Problem to work on
All lines from the entries below that contain the string "between" should be copied out.

Stored data
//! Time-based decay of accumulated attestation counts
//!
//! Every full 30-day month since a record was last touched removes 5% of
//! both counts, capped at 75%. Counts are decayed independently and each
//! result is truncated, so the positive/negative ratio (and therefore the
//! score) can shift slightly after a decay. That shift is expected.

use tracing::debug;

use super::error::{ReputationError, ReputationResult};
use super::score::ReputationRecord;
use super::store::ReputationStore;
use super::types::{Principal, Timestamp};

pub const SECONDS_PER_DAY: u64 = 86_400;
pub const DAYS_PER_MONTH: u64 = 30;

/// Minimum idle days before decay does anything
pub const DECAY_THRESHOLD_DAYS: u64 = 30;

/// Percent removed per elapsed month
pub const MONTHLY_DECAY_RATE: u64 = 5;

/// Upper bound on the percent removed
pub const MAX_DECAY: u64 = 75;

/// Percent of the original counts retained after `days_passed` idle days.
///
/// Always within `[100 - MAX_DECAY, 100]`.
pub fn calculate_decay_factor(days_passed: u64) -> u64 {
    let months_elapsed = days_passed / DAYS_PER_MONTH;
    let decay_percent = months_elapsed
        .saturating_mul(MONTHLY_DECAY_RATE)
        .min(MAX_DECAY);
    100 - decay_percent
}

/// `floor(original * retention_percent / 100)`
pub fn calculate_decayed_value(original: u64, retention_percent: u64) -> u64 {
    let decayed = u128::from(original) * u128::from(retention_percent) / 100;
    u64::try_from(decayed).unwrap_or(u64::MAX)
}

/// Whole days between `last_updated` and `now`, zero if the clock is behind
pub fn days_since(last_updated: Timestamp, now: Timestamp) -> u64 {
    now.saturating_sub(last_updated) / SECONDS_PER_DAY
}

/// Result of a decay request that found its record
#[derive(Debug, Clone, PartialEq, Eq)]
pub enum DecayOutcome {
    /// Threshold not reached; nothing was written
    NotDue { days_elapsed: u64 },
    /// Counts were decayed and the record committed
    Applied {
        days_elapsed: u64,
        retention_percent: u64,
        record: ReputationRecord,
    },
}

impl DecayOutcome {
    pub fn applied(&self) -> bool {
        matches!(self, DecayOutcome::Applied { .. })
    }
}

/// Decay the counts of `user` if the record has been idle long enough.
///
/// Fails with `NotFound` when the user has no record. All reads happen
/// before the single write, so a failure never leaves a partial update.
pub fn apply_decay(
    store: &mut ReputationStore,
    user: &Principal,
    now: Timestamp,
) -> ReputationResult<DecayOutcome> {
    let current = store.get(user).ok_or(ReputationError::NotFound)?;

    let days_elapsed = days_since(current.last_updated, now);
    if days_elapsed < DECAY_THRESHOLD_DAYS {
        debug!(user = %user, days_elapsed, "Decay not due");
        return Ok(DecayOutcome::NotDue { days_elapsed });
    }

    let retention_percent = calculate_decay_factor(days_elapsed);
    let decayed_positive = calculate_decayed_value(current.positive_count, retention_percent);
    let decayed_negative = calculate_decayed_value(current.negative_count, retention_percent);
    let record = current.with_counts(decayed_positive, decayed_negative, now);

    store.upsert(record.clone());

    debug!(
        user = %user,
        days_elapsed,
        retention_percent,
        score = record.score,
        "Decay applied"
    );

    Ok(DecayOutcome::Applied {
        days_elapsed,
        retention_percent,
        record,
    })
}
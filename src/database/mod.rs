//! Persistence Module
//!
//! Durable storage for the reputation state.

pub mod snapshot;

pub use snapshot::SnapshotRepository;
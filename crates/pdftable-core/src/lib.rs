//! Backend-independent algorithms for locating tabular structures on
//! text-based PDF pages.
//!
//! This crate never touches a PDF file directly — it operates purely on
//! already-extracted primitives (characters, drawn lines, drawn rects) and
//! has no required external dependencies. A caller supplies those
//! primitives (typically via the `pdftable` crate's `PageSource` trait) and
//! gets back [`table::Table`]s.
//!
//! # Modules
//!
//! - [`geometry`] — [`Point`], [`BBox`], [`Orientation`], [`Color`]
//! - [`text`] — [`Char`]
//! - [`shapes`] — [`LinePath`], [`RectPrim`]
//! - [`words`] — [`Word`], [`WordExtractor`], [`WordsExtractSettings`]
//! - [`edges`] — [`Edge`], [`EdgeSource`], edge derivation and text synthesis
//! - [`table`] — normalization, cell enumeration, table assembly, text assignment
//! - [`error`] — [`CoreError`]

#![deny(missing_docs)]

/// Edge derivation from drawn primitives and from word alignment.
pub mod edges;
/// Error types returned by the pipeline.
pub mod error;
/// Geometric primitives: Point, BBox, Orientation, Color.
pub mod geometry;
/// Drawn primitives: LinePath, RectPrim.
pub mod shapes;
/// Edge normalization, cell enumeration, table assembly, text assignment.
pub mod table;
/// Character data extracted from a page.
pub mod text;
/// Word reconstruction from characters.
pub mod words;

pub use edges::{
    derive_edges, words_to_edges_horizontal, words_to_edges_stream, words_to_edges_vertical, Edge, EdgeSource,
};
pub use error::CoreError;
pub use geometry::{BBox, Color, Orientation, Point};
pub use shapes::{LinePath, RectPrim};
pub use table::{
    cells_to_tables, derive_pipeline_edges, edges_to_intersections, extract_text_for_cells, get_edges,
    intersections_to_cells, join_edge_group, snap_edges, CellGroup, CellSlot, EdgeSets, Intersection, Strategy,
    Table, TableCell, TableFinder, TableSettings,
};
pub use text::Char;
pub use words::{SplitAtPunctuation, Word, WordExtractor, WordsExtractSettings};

---

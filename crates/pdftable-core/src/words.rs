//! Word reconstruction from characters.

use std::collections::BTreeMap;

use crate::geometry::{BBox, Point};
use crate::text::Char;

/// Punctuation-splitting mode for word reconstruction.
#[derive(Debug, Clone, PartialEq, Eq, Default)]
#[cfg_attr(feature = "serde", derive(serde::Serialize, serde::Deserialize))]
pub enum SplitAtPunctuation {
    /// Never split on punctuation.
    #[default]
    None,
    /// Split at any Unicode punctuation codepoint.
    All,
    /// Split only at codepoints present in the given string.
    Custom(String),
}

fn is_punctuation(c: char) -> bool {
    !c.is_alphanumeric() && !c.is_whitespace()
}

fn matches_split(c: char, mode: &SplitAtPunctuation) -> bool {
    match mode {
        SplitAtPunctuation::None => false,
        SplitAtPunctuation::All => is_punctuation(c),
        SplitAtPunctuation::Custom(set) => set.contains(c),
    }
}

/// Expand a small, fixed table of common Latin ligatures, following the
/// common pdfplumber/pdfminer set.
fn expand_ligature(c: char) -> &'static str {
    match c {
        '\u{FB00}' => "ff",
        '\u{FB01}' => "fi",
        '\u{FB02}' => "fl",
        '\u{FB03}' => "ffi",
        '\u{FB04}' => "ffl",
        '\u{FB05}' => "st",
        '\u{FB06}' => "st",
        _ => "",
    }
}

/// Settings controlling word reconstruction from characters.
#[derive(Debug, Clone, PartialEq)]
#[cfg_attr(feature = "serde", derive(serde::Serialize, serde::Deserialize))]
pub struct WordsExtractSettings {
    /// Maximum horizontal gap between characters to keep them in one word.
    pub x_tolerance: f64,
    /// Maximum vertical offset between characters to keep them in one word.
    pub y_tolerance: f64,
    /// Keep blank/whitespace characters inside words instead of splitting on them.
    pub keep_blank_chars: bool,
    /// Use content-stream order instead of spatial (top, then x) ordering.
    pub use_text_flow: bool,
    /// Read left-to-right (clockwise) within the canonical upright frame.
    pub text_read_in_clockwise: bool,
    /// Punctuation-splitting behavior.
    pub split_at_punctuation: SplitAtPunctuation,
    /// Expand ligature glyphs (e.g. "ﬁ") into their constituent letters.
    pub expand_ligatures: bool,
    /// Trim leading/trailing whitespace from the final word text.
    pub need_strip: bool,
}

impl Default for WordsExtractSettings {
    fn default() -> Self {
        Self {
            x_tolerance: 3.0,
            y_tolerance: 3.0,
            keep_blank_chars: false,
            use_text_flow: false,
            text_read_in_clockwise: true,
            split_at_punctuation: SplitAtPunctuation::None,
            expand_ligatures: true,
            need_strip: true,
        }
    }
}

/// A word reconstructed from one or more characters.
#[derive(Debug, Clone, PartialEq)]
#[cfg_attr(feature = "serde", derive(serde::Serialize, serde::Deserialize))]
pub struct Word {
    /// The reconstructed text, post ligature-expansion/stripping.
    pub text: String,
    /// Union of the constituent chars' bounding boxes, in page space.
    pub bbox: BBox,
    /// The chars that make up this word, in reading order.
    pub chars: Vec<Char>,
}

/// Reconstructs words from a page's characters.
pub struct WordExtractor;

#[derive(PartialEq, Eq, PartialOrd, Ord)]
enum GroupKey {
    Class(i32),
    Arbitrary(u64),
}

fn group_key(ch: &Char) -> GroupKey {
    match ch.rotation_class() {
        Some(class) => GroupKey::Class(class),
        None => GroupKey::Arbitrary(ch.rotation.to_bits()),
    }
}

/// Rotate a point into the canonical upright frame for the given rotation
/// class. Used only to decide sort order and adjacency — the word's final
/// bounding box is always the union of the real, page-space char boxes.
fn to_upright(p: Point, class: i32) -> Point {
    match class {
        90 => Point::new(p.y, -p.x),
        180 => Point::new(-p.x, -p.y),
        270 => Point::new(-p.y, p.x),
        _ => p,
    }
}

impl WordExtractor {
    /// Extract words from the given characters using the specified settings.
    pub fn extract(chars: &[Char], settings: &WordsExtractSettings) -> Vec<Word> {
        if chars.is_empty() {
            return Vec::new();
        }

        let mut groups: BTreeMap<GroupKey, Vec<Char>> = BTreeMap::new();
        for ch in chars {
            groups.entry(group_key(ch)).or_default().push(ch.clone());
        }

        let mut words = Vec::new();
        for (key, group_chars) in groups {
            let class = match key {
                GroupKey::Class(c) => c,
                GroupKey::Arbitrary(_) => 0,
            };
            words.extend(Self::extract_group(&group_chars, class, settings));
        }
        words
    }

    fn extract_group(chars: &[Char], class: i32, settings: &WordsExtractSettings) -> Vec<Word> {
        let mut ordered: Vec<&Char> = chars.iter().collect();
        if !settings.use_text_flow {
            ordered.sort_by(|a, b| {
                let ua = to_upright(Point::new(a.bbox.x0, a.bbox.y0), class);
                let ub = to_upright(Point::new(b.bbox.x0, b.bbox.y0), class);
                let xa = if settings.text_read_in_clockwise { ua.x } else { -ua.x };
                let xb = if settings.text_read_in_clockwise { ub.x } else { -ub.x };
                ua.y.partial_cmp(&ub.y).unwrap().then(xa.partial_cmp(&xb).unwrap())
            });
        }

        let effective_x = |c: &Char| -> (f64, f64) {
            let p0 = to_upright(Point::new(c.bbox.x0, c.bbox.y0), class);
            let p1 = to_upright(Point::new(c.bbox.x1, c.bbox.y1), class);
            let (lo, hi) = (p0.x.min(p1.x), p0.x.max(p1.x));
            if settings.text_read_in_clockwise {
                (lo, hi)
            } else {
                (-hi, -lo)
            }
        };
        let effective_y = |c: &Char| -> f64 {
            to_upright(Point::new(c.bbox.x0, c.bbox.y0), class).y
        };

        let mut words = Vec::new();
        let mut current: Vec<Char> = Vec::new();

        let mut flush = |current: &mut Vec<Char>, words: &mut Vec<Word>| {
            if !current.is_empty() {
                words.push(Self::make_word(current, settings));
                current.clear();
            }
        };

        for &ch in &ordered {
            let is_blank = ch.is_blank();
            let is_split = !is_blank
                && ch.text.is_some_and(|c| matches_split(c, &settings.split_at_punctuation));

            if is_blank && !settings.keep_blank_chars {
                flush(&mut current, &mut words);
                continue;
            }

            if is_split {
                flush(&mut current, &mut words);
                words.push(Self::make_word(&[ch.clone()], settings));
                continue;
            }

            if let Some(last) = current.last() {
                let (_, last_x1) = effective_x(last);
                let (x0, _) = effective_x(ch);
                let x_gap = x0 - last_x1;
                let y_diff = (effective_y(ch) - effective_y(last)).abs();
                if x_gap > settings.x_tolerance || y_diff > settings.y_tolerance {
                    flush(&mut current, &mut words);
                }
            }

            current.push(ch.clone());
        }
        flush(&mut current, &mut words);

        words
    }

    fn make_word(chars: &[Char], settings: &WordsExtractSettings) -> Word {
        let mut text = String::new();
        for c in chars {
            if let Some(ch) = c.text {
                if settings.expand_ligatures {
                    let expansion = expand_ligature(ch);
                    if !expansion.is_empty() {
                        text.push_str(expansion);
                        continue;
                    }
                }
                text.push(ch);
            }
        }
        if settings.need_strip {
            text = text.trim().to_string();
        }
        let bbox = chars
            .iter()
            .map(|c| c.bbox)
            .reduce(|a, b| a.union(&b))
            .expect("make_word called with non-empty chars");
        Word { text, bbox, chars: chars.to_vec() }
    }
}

Written answer
/// Whole days between `last_updated` and `now`, zero if the clock is behind
    /// Maximum horizontal gap between characters to keep them in one word.
    /// Maximum vertical offset between characters to keep them in one word.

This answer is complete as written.